Nel suo atelier di via San Marco a Trieste avevamo ammirato i baroki sparsi nello spazio, alcuni testimoni di precedenti mostre, altri in via di realizzazione: Bruno Chersicla vi si aggirava sicuro, nella grande confusione di oggetti finiti e materiali per la loro realizzazione, era uno squisito padrone di casa, pronto al racconto, all’osservazione.
Vent’anni fa volle regalare alla città, lui che ormai viveva quasi stabilmente a Milano, una grande opera “da guinness”, un mega-disegno in P.zza Unità d’Italia, visibile soprattutto dal cielo come un gioco di cerchi, dolmen, menhir, piramidi, alla cui realizzazione avevano partecipato 4.572 volontari per il dipinto più grande del mondo. Realizzato con l’impiego di 4 tonnellate di colore, per un’estensione di oltre 10.000 metri quadrati, il graffito, straordinario per le dimensioni, l’invenzione e le modalità di esecuzione. Si stavano aprendo i confini, sulla città spiravano nuovi venti di conquista di una dimensione “altra” per cui l’opera era ispirata al Ratto d’Europa, identificata (e quindi idealmente unita) alla personificazione di Trieste, trasportata dal mitologico toro. Armata di lancia alabardata, intendeva esprimere la sua vocazione economica in qualità di porta d’Oriente, quest’ultimo evocato dalla mezzaluna e dal Sol levante, all’interno di una enorme cornice azzurra dal profilo orientale, costellata dalle stelle simboliche dell’Europa unita.
A vent’anni dall’evento, e a sette dalla scomparsa dell’artista, la città aveva inaugurato a marzo, a Palazzo Gopcevich a cura del Musei Civici di Trieste, una mostra dedicata all’opera e al suo autore con sculture lignee a grandezza d’uomo dedicate a Joyce, Svevo, Strehler, Mandrake, all’Uomo mascherato e all’amato contrabbasso, accanto ai ritratti della mente a tecnica mista e a una settantina di cartoline di viaggio. Pezzi di proprietà dei Civici Musei o di eredi e amici e sottolineati in mostra da un sottofondo di musica jazz, di cui Bruno era appassionato interprete e grazie alla quale aveva saldato una profonda amicizia con Mario Fragiacomo.

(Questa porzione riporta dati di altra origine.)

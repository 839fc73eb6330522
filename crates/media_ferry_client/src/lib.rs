//! Delivery core: ferries a remote image or video link into a desktop
//! application through whichever channel is currently available.
//!
//! The pieces, leaves first: [`naming`] picks the artifact name,
//! [`liveness`] tracks whether the companion service answers, [`channels`]
//! holds one strategy per delivery mechanism, [`orchestrator`] sequences them,
//! [`feedback`] turns the result into a notification and [`ledger`] remembers
//! recent successes. [`session`] wires all of it together for a host process.

use async_trait::async_trait;
use chrono::{DateTime, Utc};
use reqwest::Url;
use serde::{Deserialize, Serialize};
use std::fmt;
use std::sync::atomic::{AtomicU64, Ordering};
use thiserror::Error;

pub mod channels;
pub mod config;
pub mod feedback;
pub mod http_client;
pub mod ledger;
pub mod liveness;
pub mod naming;
pub mod observability;
pub mod orchestrator;
pub mod session;
pub mod utils;

pub use liveness::LivenessState;

#[derive(Debug, Error)]
pub enum FerryError {
    #[error("http error: {0}")]
    Http(#[from] reqwest::Error),
    #[error("unexpected status {status}: {body}")]
    Status { status: u16, body: String },
    #[error("companion service refused: {0}")]
    Refused(String),
    #[error("serialization error: {0}")]
    Serialization(#[from] serde_json::Error),
    #[error("configuration error: {0}")]
    Config(String),
    #[error("invalid request: {0}")]
    InvalidRequest(RejectReason),
    #[error("io error: {0}")]
    Io(#[from] std::io::Error),
}

/// Why a user action was refused before any channel was tried.
#[derive(Clone, Copy, Debug, PartialEq, Eq, Serialize)]
#[serde(rename_all = "snake_case")]
pub enum RejectReason {
    MalformedUrl,
    UnsupportedScheme,
    NotAVideoLink,
}

impl fmt::Display for RejectReason {
    fn fmt(&self, f: &mut fmt::Formatter<'_>) -> fmt::Result {
        let s = match self {
            RejectReason::MalformedUrl => "source is not an absolute URL",
            RejectReason::UnsupportedScheme => "source URL must use http or https",
            RejectReason::NotAVideoLink => "source URL is not a recognised video page",
        };
        f.write_str(s)
    }
}

#[derive(Clone, Copy, Debug, PartialEq, Eq, Hash, Serialize, Deserialize)]
#[serde(rename_all = "snake_case")]
pub enum RequestKind {
    Image,
    VideoLink,
}

impl RequestKind {
    pub fn as_str(&self) -> &'static str {
        match self {
            RequestKind::Image => "image",
            RequestKind::VideoLink => "video_link",
        }
    }
}

static NEXT_SEQUENCE: AtomicU64 = AtomicU64::new(1);

/// One user action: a source URL plus what kind of media it points at.
///
/// Immutable once built. Construction is where validation happens, so a
/// request that exists is always safe to hand to the channels. Every request
/// gets its own process-wide sequence number, even for a repeated URL.
#[derive(Clone, Debug, PartialEq)]
pub struct DeliveryRequest {
    source_url: Url,
    kind: RequestKind,
    requested_at: DateTime<Utc>,
    sequence: u64,
}

impl DeliveryRequest {
    pub fn new(source_url: &str, kind: RequestKind) -> Result<Self, FerryError> {
        Self::new_at(source_url, kind, Utc::now())
    }

    pub fn new_at(
        source_url: &str,
        kind: RequestKind,
        requested_at: DateTime<Utc>,
    ) -> Result<Self, FerryError> {
        let url = Url::parse(source_url.trim())
            .map_err(|_| FerryError::InvalidRequest(RejectReason::MalformedUrl))?;
        if !matches!(url.scheme(), "http" | "https") {
            return Err(FerryError::InvalidRequest(RejectReason::UnsupportedScheme));
        }
        if kind == RequestKind::VideoLink && utils::parse_video_id(&url).is_none() {
            return Err(FerryError::InvalidRequest(RejectReason::NotAVideoLink));
        }
        Ok(Self {
            source_url: url,
            kind,
            requested_at,
            sequence: NEXT_SEQUENCE.fetch_add(1, Ordering::Relaxed),
        })
    }

    pub fn source_url(&self) -> &Url {
        &self.source_url
    }

    pub fn kind(&self) -> RequestKind {
        self.kind
    }

    pub fn requested_at(&self) -> DateTime<Utc> {
        self.requested_at
    }

    pub fn sequence(&self) -> u64 {
        self.sequence
    }
}

#[derive(Clone, Copy, Debug, PartialEq, Eq, Hash, Serialize, Deserialize)]
#[serde(rename_all = "snake_case")]
pub enum ChannelKind {
    RemoteService,
    Clipboard,
    Download,
}

impl ChannelKind {
    pub fn as_str(&self) -> &'static str {
        match self {
            ChannelKind::RemoteService => "remote_service",
            ChannelKind::Clipboard => "clipboard",
            ChannelKind::Download => "download",
        }
    }

    /// Wording used in user-facing messages.
    pub fn label(&self) -> &'static str {
        match self {
            ChannelKind::RemoteService => "desktop app",
            ChannelKind::Clipboard => "clipboard",
            ChannelKind::Download => "download folder",
        }
    }
}

#[derive(Clone, Copy, Debug, PartialEq, Eq, Hash, Serialize, Deserialize)]
#[serde(rename_all = "snake_case")]
pub enum DeliveryErrorKind {
    ServiceUnavailable,
    CrossOriginBlocked,
    DecodeFailed,
    ClipboardDenied,
    WriteFailed,
}

impl DeliveryErrorKind {
    pub fn as_str(&self) -> &'static str {
        match self {
            DeliveryErrorKind::ServiceUnavailable => "service_unavailable",
            DeliveryErrorKind::CrossOriginBlocked => "cross_origin_blocked",
            DeliveryErrorKind::DecodeFailed => "decode_failed",
            DeliveryErrorKind::ClipboardDenied => "clipboard_denied",
            DeliveryErrorKind::WriteFailed => "write_failed",
        }
    }
}

/// The result of a single channel attempt. Never mutated after creation.
#[derive(Clone, Debug, PartialEq, Serialize)]
pub struct ChannelOutcome {
    pub channel: ChannelKind,
    pub success: bool,
    pub artifact_name: Option<String>,
    pub message: String,
    pub error_kind: Option<DeliveryErrorKind>,
}

impl ChannelOutcome {
    pub fn succeeded(
        channel: ChannelKind,
        artifact_name: impl Into<String>,
        message: impl Into<String>,
    ) -> Self {
        Self {
            channel,
            success: true,
            artifact_name: Some(artifact_name.into()),
            message: message.into(),
            error_kind: None,
        }
    }

    pub fn failed(
        channel: ChannelKind,
        artifact_name: impl Into<String>,
        error_kind: DeliveryErrorKind,
        message: impl Into<String>,
    ) -> Self {
        Self {
            channel,
            success: false,
            artifact_name: Some(artifact_name.into()),
            message: message.into(),
            error_kind: Some(error_kind),
        }
    }
}

/// Everything that happened for one request, in attempt order.
#[derive(Clone, Debug)]
pub struct DeliveryResult {
    pub request: DeliveryRequest,
    pub artifact_name: String,
    pub outcomes: Vec<ChannelOutcome>,
}

impl DeliveryResult {
    pub fn success(&self) -> bool {
        self.terminal().is_some_and(|o| o.success)
    }

    /// The outcome that ended the sequence: the success, or the last failure.
    pub fn terminal(&self) -> Option<&ChannelOutcome> {
        self.outcomes.last()
    }

    pub fn attempted_channels(&self) -> Vec<ChannelKind> {
        self.outcomes.iter().map(|o| o.channel).collect()
    }
}

/// Per-attempt inputs shared by every tier of one request.
#[derive(Clone, Copy, Debug)]
pub struct AttemptContext<'a> {
    pub artifact_name: &'a str,
    pub liveness: &'a LivenessState,
}

/// One delivery mechanism.
///
/// Implementations must not fail: every error is folded into a
/// `ChannelOutcome` with `success == false` and an `error_kind`.
#[async_trait]
pub trait DeliveryChannel: Send + Sync + 'static {
    fn kind(&self) -> ChannelKind;

    async fn attempt(&self, request: &DeliveryRequest, ctx: &AttemptContext<'_>)
    -> ChannelOutcome;
}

L’emergenza coronavirus, a marzo, aveva messo “a riposo” la mostra pochi giorni dopo l’inaugurazione, permettendo visite scaglionate solo nel corso dell’estate, incontro al finissage di agosto.
Ma, nello stesso tempo, veniva dato alle stampe un catalogo firmato Bruno Chersicla ed Elvio Guagnini, a cura di Melitta Botteghelli e Piergiorgio Mandelli, in cui il critico letterario e docente universitario a noi caro per aver dato voce alla “letteratura dell’esodo”, racconta l’amico artista, e analizza il significato del gesto nella cartolina, ma anche la poesia dei commenti che l’accompagnano. Il catalogo s’intitola “Cartoline di viaggio”, della Asterios Abiblio Editore. In copertina il medesimo ingranaggio dei baroki, ma all’interno si racconta un Chersicla osservatore attento e filosofo, viaggiatore accorto. Dagli itinerari intorno al mondo era sua consuetudine inviare delle “cartoline” con delle brevi frasi ad amici che conoscevano questa sua passione.
Ma erano cartoline particolari…realizzate di suo pugno, xilografie in tiratura limitata.
Ci svelò egli stesso l’arcano, tanto tempo fa, ricordando quando seguiva i corsi di arredamento e decorazione navale all’Istituto d’Arte Nordio di Trieste. Un anno durante le vacanze estive spedì per posta i suoi saluti a un insegnante, il quale al rientro lo ringraziò di cuore per il gentile pensiero, aggiungendo però che un allievo “serio” di una scuola d’arte le cartoline se le disegna da sé.
Così fece. Che cosa rappresentavano allora e oggi?
“Tra le forme della letteratura di viaggio meno considerate sono da un lato gli album fotogafici e da un altro lato le raccolte di cartoline illustrate”, afferma Guagnini, che apre il libro nel quale sono racchiusi un centinaio di esempi di immagini “da inviare” create da Chersicla.
Perché sono così importanti? Ci permettono di ripercorrere una storia generale prima di affondare nel particolare alla scoperta di ciò che colpisce l’artista nel suo peregrinare nel vasto mondo, dall’India all’America, da Udine a Portole. Il viaggio è ovunque e ovunque l’occhio di chi guarda scopre particolari meravigliosi. L’importante è sollevare lo sguardo, rotearlo, spingerlo a destra e a sinistra, mettere le immagini in relazione con le proprie conoscenze e, soprattutto con la sensibilità di un artista grande come Bruno.